**WHAT THIS TASK INVOLVES:** Could you filter the data below down to the lines that hold the word "TrainingExample"?

**RECORD SET:**
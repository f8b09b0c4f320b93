//! Background rules mined from knowledge-graph paths.
//!
//! Words that co-occur with a candidate in some test predicate form the start
//! set; words that co-occur with the pronoun form the end set. Every
//! start/end pair is searched in the graph and each path found is turned into
//! rules. The searches are independent and run on the rayon pool.

use std::collections::BTreeSet;
use std::sync::Arc;

use rayon::prelude::*;

use crate::graph::rules::{path_to_rules, WordClassifier};
use crate::graph::traverse::{search, SearchStrategy};
use crate::graph::KnowledgeGraph;
use crate::predicate::Predicate;
use crate::problem::{mentions, Answer, WscProblem};

use super::{background_rules, ground_facts, BuildResult, DebugSink, ProgramBuilder, TrainingExample};

/// Builds a program from graph-mined rules, the coreference background and
/// the test facts. Training examples are not used.
pub struct PathMinedBuilder {
    pronoun: String,
    graph: Arc<KnowledgeGraph>,
    classifier: Arc<dyn WordClassifier>,
    strategy: SearchStrategy,
    debug: DebugSink,
}

impl PathMinedBuilder {
    pub fn new(
        pronoun: impl Into<String>,
        graph: Arc<KnowledgeGraph>,
        classifier: Arc<dyn WordClassifier>,
    ) -> Self {
        Self {
            pronoun: pronoun.into(),
            graph,
            classifier,
            strategy: SearchStrategy::default(),
            debug: DebugSink::disabled(),
        }
    }

    pub fn with_strategy(mut self, strategy: SearchStrategy) -> Self {
        self.strategy = strategy;
        self
    }

    pub fn with_debug(mut self, debug: DebugSink) -> Self {
        self.debug = debug;
        self
    }

    /// Words linked to either candidate, and words linked to the pronoun.
    pub fn endpoints<'a>(
        &self,
        test: &WscProblem,
        predicates: &'a [Predicate],
    ) -> (BTreeSet<&'a str>, BTreeSet<&'a str>) {
        let c1 = test.candidate(Answer::First);
        let c2 = test.candidate(Answer::Second);
        let is_referent =
            |w: &str| w == self.pronoun || mentions(c1, w) || mentions(c2, w);

        let starts = linked_words(predicates, |w| mentions(c1, w) || mentions(c2, w), is_referent);
        let ends = linked_words(predicates, |w| w == self.pronoun, is_referent);
        (starts, ends)
    }

    /// Rules induced by all paths between the endpoint sets.
    pub fn mine_rules(
        &self,
        starts: &BTreeSet<&str>,
        ends: &BTreeSet<&str>,
    ) -> BuildResult<BTreeSet<String>> {
        let pairs: Vec<(&str, &str)> = starts
            .iter()
            .flat_map(|s| ends.iter().map(move |e| (*s, *e)))
            .filter(|(s, e)| s != e)
            .collect();

        let per_pair = pairs
            .par_iter()
            .map(|(start, end)| -> BuildResult<BTreeSet<String>> {
                let path = search(&self.graph, start, end, self.strategy)?;
                Ok(match path {
                    Some(path) => {
                        tracing::debug!(start, end, edges = path.len(), "found path");
                        path_to_rules(&path, self.classifier.as_ref())
                    }
                    None => BTreeSet::new(),
                })
            })
            .collect::<BuildResult<Vec<BTreeSet<String>>>>()?;

        let rules: BTreeSet<String> = per_pair.into_iter().flatten().collect();
        tracing::info!(pairs = pairs.len(), rules = rules.len(), "mined graph rules");
        Ok(rules)
    }
}

impl ProgramBuilder for PathMinedBuilder {
    fn build(
        &self,
        _examples: &[TrainingExample],
        test: &WscProblem,
        test_predicates: &[Predicate],
    ) -> BuildResult<String> {
        let (starts, ends) = self.endpoints(test, test_predicates);
        let rules = self.mine_rules(&starts, &ends)?;

        let mut lines: Vec<String> = rules.into_iter().collect();
        lines.extend(background_rules(&self.pronoun));
        lines.extend(ground_facts(test_predicates));

        let program = lines.join("\n");
        self.debug.write("path-mined.lp", &program)?;
        Ok(program)
    }

    fn name(&self) -> &'static str {
        "path-mined"
    }

    fn uses_examples(&self) -> bool {
        false
    }
}

/// Words of every predicate that contains an `anchor` word, minus the
/// referents themselves.
fn linked_words<'a>(
    predicates: &'a [Predicate],
    anchor: impl Fn(&str) -> bool,
    exclude: impl Fn(&str) -> bool,
) -> BTreeSet<&'a str> {
    predicates
        .iter()
        .map(Predicate::all_args)
        .filter(|words| words.iter().any(|w| anchor(w)))
        .flatten()
        .filter(|w| !exclude(w))
        .collect()
}
// thiserror's #[error("...{field}...")] format strings reference struct fields,
// but the compiler doesn't see through the derive macro and reports false positives.
#![allow(unused_assignments)]

//! # wsc-asp
//!
//! Pronoun resolution for Winograd-schema sentences through answer-set
//! programming.
//!
//! Extracted predicates about a sentence are turned into a logic program,
//! optionally enriched with rules learned from similar training sentences or
//! mined from a relational knowledge graph, and an external answer-set solver
//! reports which candidate the pronoun denotes.
//!
//! ## Architecture
//!
//! - **Predicates** (`predicate`, `atom`): typed facts with grounded and
//!   variablized renderings
//! - **Knowledge graph** (`graph`): memory-mapped record store, shortest-path
//!   search and relation-to-rule translation
//! - **Program builders** (`program`): direct translation, inductive learning
//!   task, and path-mined background rules
//! - **Solver gateway** (`solver`): bounded subprocess execution of the learner
//!   and the solver, answer extraction and failure capture
//! - **Resolver** (`resolver`): per-query orchestration and evaluation
//!
//! ## Library usage
//!
//! ```no_run
//! use std::sync::Arc;
//! use wsc_asp::config::ResolverConfig;
//! use wsc_asp::extract::{Lexicon, PredicateCatalog};
//! use wsc_asp::problem::load_corpus;
//! use wsc_asp::resolver::Resolver;
//!
//! let corpus = load_corpus("train.jsonl".as_ref()).unwrap();
//! let test = load_corpus("test.jsonl".as_ref()).unwrap();
//! let catalog = PredicateCatalog::load("predicates.jsonl".as_ref()).unwrap();
//! let resolver = Resolver::from_config(
//!     &ResolverConfig::default(),
//!     corpus,
//!     Arc::new(catalog),
//!     Arc::new(Lexicon::default()),
//!     "debug".into(),
//! )
//! .unwrap();
//! for problem in &test {
//!     println!("{:?}", resolver.resolve(problem).decision);
//! }
//! ```

pub mod atom;
pub mod config;
pub mod error;
pub mod extract;
pub mod graph;
pub mod paths;
pub mod predicate;
pub mod problem;
pub mod program;
pub mod resolver;
pub mod retrieve;
pub mod solver;
//! clingo as the answer-set solver.
//!
//! The program goes in on stdin; all models are requested (`-n 0`) in JSON
//! form (`--outf=2`).

use std::process::Command;
use std::time::Duration;

use serde::Deserialize;

use crate::atom::Atom;
use crate::error::SolverError;

use super::process::{self, ProcessOutcome};
use super::{AnswerSetSolver, Model};

/// clingo exit codes for satisfiable, unsatisfiable and exhausted searches.
const SUCCESS_CODES: [i32; 3] = [10, 20, 30];

/// Runs the clingo binary as a subprocess.
#[derive(Debug, Clone)]
pub struct ClingoSolver {
    binary: String,
    args: Vec<String>,
    timeout: Option<Duration>,
}

impl ClingoSolver {
    pub fn new(binary: impl Into<String>, args: Vec<String>, timeout: Option<Duration>) -> Self {
        Self {
            binary: binary.into(),
            args,
            timeout,
        }
    }
}

impl AnswerSetSolver for ClingoSolver {
    fn solve(&self, program: &str) -> Result<Vec<Model>, SolverError> {
        let mut command = Command::new(&self.binary);
        command.args(&self.args).args(["--outf=2", "-n", "0"]);

        let outcome = process::run(&mut command, Some(program), self.timeout).map_err(|source| {
            SolverError::Spawn {
                binary: self.binary.clone(),
                source,
            }
        })?;

        let done = match outcome {
            ProcessOutcome::Completed(done) => done,
            ProcessOutcome::TimedOut { after } => {
                return Err(SolverError::Timeout {
                    secs: after.as_secs(),
                });
            }
        };

        if !SUCCESS_CODES.contains(&done.code()) {
            let message = if done.stderr.trim().is_empty() {
                done.stdout.trim().to_string()
            } else {
                done.stderr.trim().to_string()
            };
            return Err(SolverError::Runtime { message });
        }

        parse_output(&done.stdout)
    }
}

#[derive(Debug, Deserialize)]
struct Output {
    #[serde(rename = "Result")]
    result: String,
    #[serde(rename = "Call", default)]
    calls: Vec<Call>,
}

#[derive(Debug, Deserialize)]
struct Call {
    #[serde(rename = "Witnesses", default)]
    witnesses: Vec<Witness>,
}

#[derive(Debug, Deserialize)]
struct Witness {
    #[serde(rename = "Value", default)]
    value: Vec<String>,
}

/// Parse clingo's JSON report into models.
///
/// An unsatisfiable program yields no models.
pub fn parse_output(json: &str) -> Result<Vec<Model>, SolverError> {
    let output: Output = serde_json::from_str(json).map_err(|e| SolverError::Output {
        message: e.to_string(),
    })?;

    if output.result == "UNSATISFIABLE" {
        return Ok(Vec::new());
    }

    output
        .calls
        .into_iter()
        .flat_map(|call| call.witnesses)
        .map(|witness| {
            witness
                .value
                .iter()
                .map(|text| Atom::parse(text))
                .collect::<Result<Vec<_>, _>>()
                .map(Model::new)
                .map_err(|e| SolverError::Output {
                    message: e.to_string(),
                })
        })
        .collect()
}
//! Bounded-time subprocess execution.
//!
//! The child runs in its own process group. On timeout the whole group is
//! interrupted, then killed if it is still alive after a grace period, so
//! helpers spawned by the child do not outlive it. When the child exits on
//! its own, anything left in its group is killed before output is collected.
//! Output is drained on reader threads so a chatty child never blocks on a
//! full pipe.

use std::io::{Read, Write};
use std::process::{Child, Command, ExitStatus, Stdio};
use std::sync::mpsc::{self, Receiver};
use std::time::{Duration, Instant};

/// Interval between `try_wait` polls.
const POLL_INTERVAL: Duration = Duration::from_millis(50);

/// Time a process group gets to exit after the interrupt before it is killed.
const KILL_GRACE: Duration = Duration::from_secs(2);

/// A process that exited on its own.
#[derive(Debug)]
pub struct CompletedProcess {
    pub status: ExitStatus,
    pub stdout: String,
    pub stderr: String,
}

impl CompletedProcess {
    /// Exit code, or -1 if the process was terminated by a signal.
    pub fn code(&self) -> i32 {
        self.status.code().unwrap_or(-1)
    }
}

/// How a bounded run ended.
#[derive(Debug)]
pub enum ProcessOutcome {
    Completed(CompletedProcess),
    /// The deadline passed; the process group was cancelled and its output discarded.
    TimedOut { after: Duration },
}

/// Run `command` to completion, feeding `stdin` and capturing output.
///
/// With `timeout = None` the call blocks until the process exits. Spawn and
/// wait failures are returned as I/O errors.
pub fn run(
    command: &mut Command,
    stdin: Option<&str>,
    timeout: Option<Duration>,
) -> std::io::Result<ProcessOutcome> {
    command
        .stdin(if stdin.is_some() {
            Stdio::piped()
        } else {
            Stdio::null()
        })
        .stdout(Stdio::piped())
        .stderr(Stdio::piped());

    #[cfg(unix)]
    {
        use std::os::unix::process::CommandExt;
        command.process_group(0);
    }

    let mut child = command.spawn()?;
    let started = Instant::now();

    if let (Some(input), Some(mut pipe)) = (stdin, child.stdin.take()) {
        let input = input.to_string();
        // Detached: a child that exits without reading its input closes the
        // pipe, and a descendant that inherited it is killed with the group.
        std::thread::spawn(move || {
            let _ = pipe.write_all(input.as_bytes());
        });
    }
    let stdout = child.stdout.take().map(drain);
    let stderr = child.stderr.take().map(drain);

    let deadline = timeout.map(|t| started + t);
    let status = loop {
        match child.try_wait() {
            Ok(Some(status)) => break status,
            Ok(None) => {
                if deadline.is_some_and(|d| Instant::now() >= d) {
                    cancel_group(&mut child);
                    let after = started.elapsed();
                    tracing::warn!(
                        pid = child.id(),
                        elapsed_ms = after.as_millis() as u64,
                        "subprocess timed out, process group cancelled"
                    );
                    return Ok(ProcessOutcome::TimedOut { after });
                }
                std::thread::sleep(POLL_INTERVAL);
            }
            Err(e) => {
                cancel_group(&mut child);
                return Err(e);
            }
        }
    };

    // Descendants left behind by the leader would hold the output pipes open.
    reap_group(&child);

    let drain_deadline = deadline.map(|d| d.max(Instant::now() + KILL_GRACE));
    Ok(ProcessOutcome::Completed(CompletedProcess {
        status,
        stdout: collect(stdout, drain_deadline),
        stderr: collect(stderr, drain_deadline),
    }))
}

fn drain<R: Read + Send + 'static>(mut pipe: R) -> Receiver<Vec<u8>> {
    let (tx, rx) = mpsc::channel();
    std::thread::spawn(move || {
        let mut buf = Vec::new();
        let _ = pipe.read_to_end(&mut buf);
        let _ = tx.send(buf);
    });
    rx
}

/// Output read by a drain thread, waiting no later than `deadline`.
fn collect(rx: Option<Receiver<Vec<u8>>>, deadline: Option<Instant>) -> String {
    let Some(rx) = rx else {
        return String::new();
    };
    let bytes = match deadline {
        Some(d) => rx.recv_timeout(d.saturating_duration_since(Instant::now())).ok(),
        None => rx.recv().ok(),
    };
    bytes
        .map(|b| String::from_utf8_lossy(&b).into_owned())
        .unwrap_or_default()
}

/// Kill whatever is left of the group of a leader that already exited.
#[cfg(unix)]
fn reap_group(child: &Child) {
    // Safety: killpg only sends a signal; an empty group yields ESRCH.
    unsafe {
        libc::killpg(child.id() as libc::pid_t, libc::SIGKILL);
    }
}

#[cfg(not(unix))]
fn reap_group(_child: &Child) {}

/// Interrupt the child's process group, escalating to a kill after [`KILL_GRACE`].
#[cfg(unix)]
fn cancel_group(child: &mut Child) {
    // The child was spawned with `process_group(0)`: its pid is the group id.
    let pgid = child.id() as libc::pid_t;

    // Safety: killpg only sends a signal; a stale group id yields ESRCH.
    unsafe {
        libc::killpg(pgid, libc::SIGINT);
    }

    let grace = Instant::now() + KILL_GRACE;
    while Instant::now() < grace {
        if let Ok(Some(_)) = child.try_wait() {
            // The leader is gone; make sure no descendant survives it.
            unsafe {
                libc::killpg(pgid, libc::SIGKILL);
            }
            return;
        }
        std::thread::sleep(POLL_INTERVAL);
    }

    unsafe {
        libc::killpg(pgid, libc::SIGKILL);
    }
    let _ = child.wait();
}

#[cfg(not(unix))]
fn cancel_group(child: &mut Child) {
    let _ = child.kill();
    let _ = child.wait();
}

**RESPONSE:**
use super::{background_rules, ground_facts, BuildResult, DebugSink, ProgramBuilder, TrainingExample};
        _examples: &[TrainingExample],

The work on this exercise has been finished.